On February 10, 2005, the Court denied two of the Defendant's motions and set an evidentiary hearing on the Defendant's Motion to Suppress Audio and Video Recordings and Motion to Suppress Phone Conversation. On September 7, 2005, the Court conducted an evidentiary hearing. The Defendant was present and represented by attorneys Jack Frielander and Harold Myers. The government was represented by Assistant United States Attorney David Miller. At the conclusion of the hearing, the Court took the Motions under advisement and the parties were given additional time to file briefs.
On October 21, 2005, the Defendant filed his post-hearing brief challenging the Court's limitation of his cross-examination of Detective Thompson and his examination of McVoy. He requested the Court to reopen the hearing to permit further questioning. On November 7, the government filed its brief opposing the Defendant's request to reopen the hearing and arguing that the Motions to Suppress should be denied.
FINDINGS OF FACT
On August 20, 2004, at 10:15 p.m., the police arrested Jeremy McVoy for dealing cocaine and took him to the police station. DEA agent Detective Thompson interviewed McVoy and at 10:50, McVoy signed a waiver of advice form. After his arrest and before he talked to Detective Thompson, McVoy had decided in him own mind to cooperate with the police. Thompson did not make any threats, promises, or other inducements to McVoy. McVoy was very cooperative and told Detective Thompson that he was expecting a delivery of cocaine from his supplier, the Defendant, Allen Bates. He said he could get two kilograms of cocaine from the Defendant if he had $17,000 in cash. Detective Thompson, along with Detectives Ray and Wagner, obtained the money and went with McVoy to his house.
At McVoy's home, Detective Ray set up a hidden video and audio recorder in the living room where McVoy expected the drug deal to take place. McVoy was aware of the video and audio recording and agreed to it. McVoy was given a body wire, and Detectives Ray, Thompson, and Wagner went to a back room to wait for the Defendant's arrival.
At about 8:00 a.m., McVoy called the Defendant and asked him to come over. McVoy recorded the telephone conversation on a handheld voice recorder. Ten minutes later, the Defendant drove up to McVoy's house, rang the bell, and went back to his pickup truck. McVoy then opened the garage and the Defendant drove his truck inside.
The Defendant walked into McVoy's residence from the garage, carrying a brown shopping bag. He placed the bag on a chair in the living room. McVoy went into the kitchen where he got the $17,000 and gave the money to the Defendant. McVoy then picked up the brown shopping bag and went into the garage. When he returned to the living room, he talked with the Defendant for about half an hour before leaving. The conversation and the Defendant's actions were recorded by the audio/video recording device set up in McVoy's home.
According to McVoy, he usually put the drugs in his car when he received them, so that he could take them to his storage facility.
DISCUSSION
The Defendant urges the Court to suppress the recorded telephone conversation between him and McVoy on the morning of his arrest and the video and audio recording of the events while he was in McVoy's house. The core of the Defendant's claims is that McVoy did not consent to the various recordings of their conversations and that he had a reasonable expectation of privacy in McVoy's home.
A. Consent
The government argues that McVoy provided his consent to intercept the oral communications between himself and the Defendant. The Defendant contends that McVoy's consent was vitiated because it was the result of duress and false promises.

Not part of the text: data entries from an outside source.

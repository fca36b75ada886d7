//! Driving port for POI mutations.
//!
//! Creations and deletions go to the store only. The search index observes
//! them on its next refresh cycle, so callers must tolerate eventual
//! visibility.

use async_trait::async_trait;
use serde::{Deserialize, Serialize};
use serde_json::json;
use utoipa::ToSchema;

use crate::domain::{Error, PoiCategory, PoiDraft, PoiId, PoiName, Position};

/// Payload accepted when creating a POI.
///
/// `position` is optional on the wire so that its absence can be reported as
/// a domain error rather than a deserialisation failure.
#[derive(Debug, Clone, PartialEq, Serialize, Deserialize, ToSchema)]
#[serde(rename_all = "camelCase")]
pub struct PoiCreatePayload {
    pub name: String,
    #[serde(default, rename = "position")]
    pub position: Option<Position>,
    pub category: PoiCategory,
}

impl TryFrom<PoiCreatePayload> for PoiDraft {
    type Error = Error;

    fn try_from(value: PoiCreatePayload) -> Result<Self, Self::Error> {
        let position = value.position.ok_or_else(position_missing)?;
        let name = PoiName::new(value.name).map_err(|err| {
            Error::invalid_request(format!("invalid poi name: {err}"))
                .with_details(json!({ "field": "name", "code": "invalid_name" }))
        })?;
        Ok(Self {
            name,
            position,
            category: value.category,
        })
    }
}

/// Validation error raised when a creation request carries no position.
#[must_use]
pub fn position_missing() -> Error {
    Error::invalid_request("Position is missing.")
        .with_details(json!({ "field": "position", "code": "position_missing" }))
}

/// Request to create a POI.
#[derive(Debug, Clone, PartialEq, Serialize, Deserialize)]
#[serde(rename_all = "camelCase")]
pub struct CreatePoiRequest {
    pub poi: PoiCreatePayload,
}

/// Response carrying the identifier assigned to a new POI.
#[derive(Debug, Clone, Copy, PartialEq, Eq, Serialize, Deserialize, ToSchema)]
#[serde(rename_all = "camelCase")]
pub struct CreatePoiResponse {
    pub id: PoiId,
}

/// Request to delete a POI by identifier.
#[derive(Debug, Clone, Copy, PartialEq, Eq, Serialize, Deserialize, ToSchema)]
#[serde(rename_all = "camelCase")]
pub struct DeletePoiRequest {
    pub id: PoiId,
}

/// Driving port for POI write operations.
#[cfg_attr(test, mockall::automock)]
#[async_trait]
pub trait PoiCommand: Send + Sync {
    /// Persist a new POI and return its store-assigned identifier.
    ///
    /// Fails with [`crate::domain::ErrorCode::InvalidRequest`] before any
    /// store interaction when the position is missing.
    ///
    /// # Examples
    ///
    /// ```rust,no_run
    /// # use poi_backend::domain::{PoiCategory, Position};
    /// # use poi_backend::domain::ports::{CreatePoiRequest, FixturePoiCommand, PoiCommand, PoiCreatePayload};
    /// # async fn example() -> Result<(), poi_backend::domain::Error> {
    /// let command = FixturePoiCommand;
    /// let response = command
    ///     .create_poi(CreatePoiRequest {
    ///         poi: PoiCreatePayload {
    ///             name: "Louvre".to_owned(),
    ///             position: Some(Position::new(48.8606, 2.3376).expect("valid position")),
    ///             category: PoiCategory::Museum,
    ///         },
    ///     })
    ///     .await?;
    /// println!("created {}", response.id);
    /// # Ok(())
    /// # }
    /// ```
    async fn create_poi(&self, request: CreatePoiRequest) -> Result<CreatePoiResponse, Error>;

    /// Mark a POI for removal.
    ///
    /// Fails with [`crate::domain::ErrorCode::NotFound`] when no live POI has
    /// the identifier.
    async fn delete_poi(&self, request: DeletePoiRequest) -> Result<(), Error>;
}

/// Fixture command implementation for tests that do not need persistence.
#[derive(Debug, Default, Clone, Copy)]
pub struct FixturePoiCommand;

#[async_trait]
impl PoiCommand for FixturePoiCommand {
    async fn create_poi(&self, request: CreatePoiRequest) -> Result<CreatePoiResponse, Error> {
        PoiDraft::try_from(request.poi)?;
        Ok(CreatePoiResponse {
            id: PoiId::random(),
        })
    }

    async fn delete_poi(&self, _request: DeletePoiRequest) -> Result<(), Error> {
        Ok(())
    }
}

Title 18, United States Code, § 2511, prohibits the interception and disclosure of wire, oral, or electronic communications. However, subsection (2)(c) provides an exception for a person acting under color of law if one of the parties to the communication has given prior consent to the interception of the communication. 18 U.S.C. § 2511(2)(c). In addition, such an interception does not violate the Fourth Amendment. United States v. White, 401 U.S. 745, 753 (1971).
The evidence supports the government's position that the police did not threaten or coerce McVoy to obtain his consent to record his telephone conversation with the Defendant or to allow the police to videotape the events occurring in his home. The Defendant counters this evidence by maintaining that he was not allowed to develop his theory of coercion because the Court did not allow him to question McVoy about any promises the police made. Specifically, counsel asked McVoy if he had been promised that he would walk out of jail that night if he cooperated with the police. The government objected and the Court sustained on the grounds that the relevant inquiry was whether McVoy cooperated with the police and was aware of the recordings. Under the standard pronounced in United States v. Horton, 601 F.2d 319 (7th Cir. 1979), the receipt of benefits was not a part of this inquiry.

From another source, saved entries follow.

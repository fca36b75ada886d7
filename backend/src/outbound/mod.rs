//! Outbound adapters implementing domain ports for external infrastructure.
//!
//! - **memory**: process-local POI store with cursor and unit-of-work support
//!
//! Adapters are thin translators that convert between domain types and
//! infrastructure-specific representations. They contain no business logic.

pub mod memory;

In Horton, the defendant challenged the admission of recordings between him and a government informant. He argued that the informant's consent was not voluntary because of the benefits he received for cooperating with the government. Id. at 321. The Seventh Circuit held that the "standard for showing that an informer consented to the recording of a conversation is different from the standard for showing that a defendant or a third party consented to a physical search." Id. "It will normally suffice for the Government to show that the informer went ahead with a call (or other recorded activity) knowing what the law enforcement officials were about." Id. (quoting United States v. Bonanno, 487 F.2d 654, 658 (2d Cir. 1973)). The court stated that, generally, any benefits that an informant might receive for cooperating with the government would not vitiate his voluntary consent to the electronic recording of his conversations. Id. at 322 ("The case law is thus quite clear that an informant's consent cannot be rendered involuntary merely because the Government has extended benefits to the informant in exchange for his cooperation."). Once cooperation is established, unless there is some affirmative evidence of will-overbearing coercive threats, the participation in monitoring or recording a conversation in which the informant is a participant is merely incidental to the previously determined course of cooperation with the government. Id. at 323.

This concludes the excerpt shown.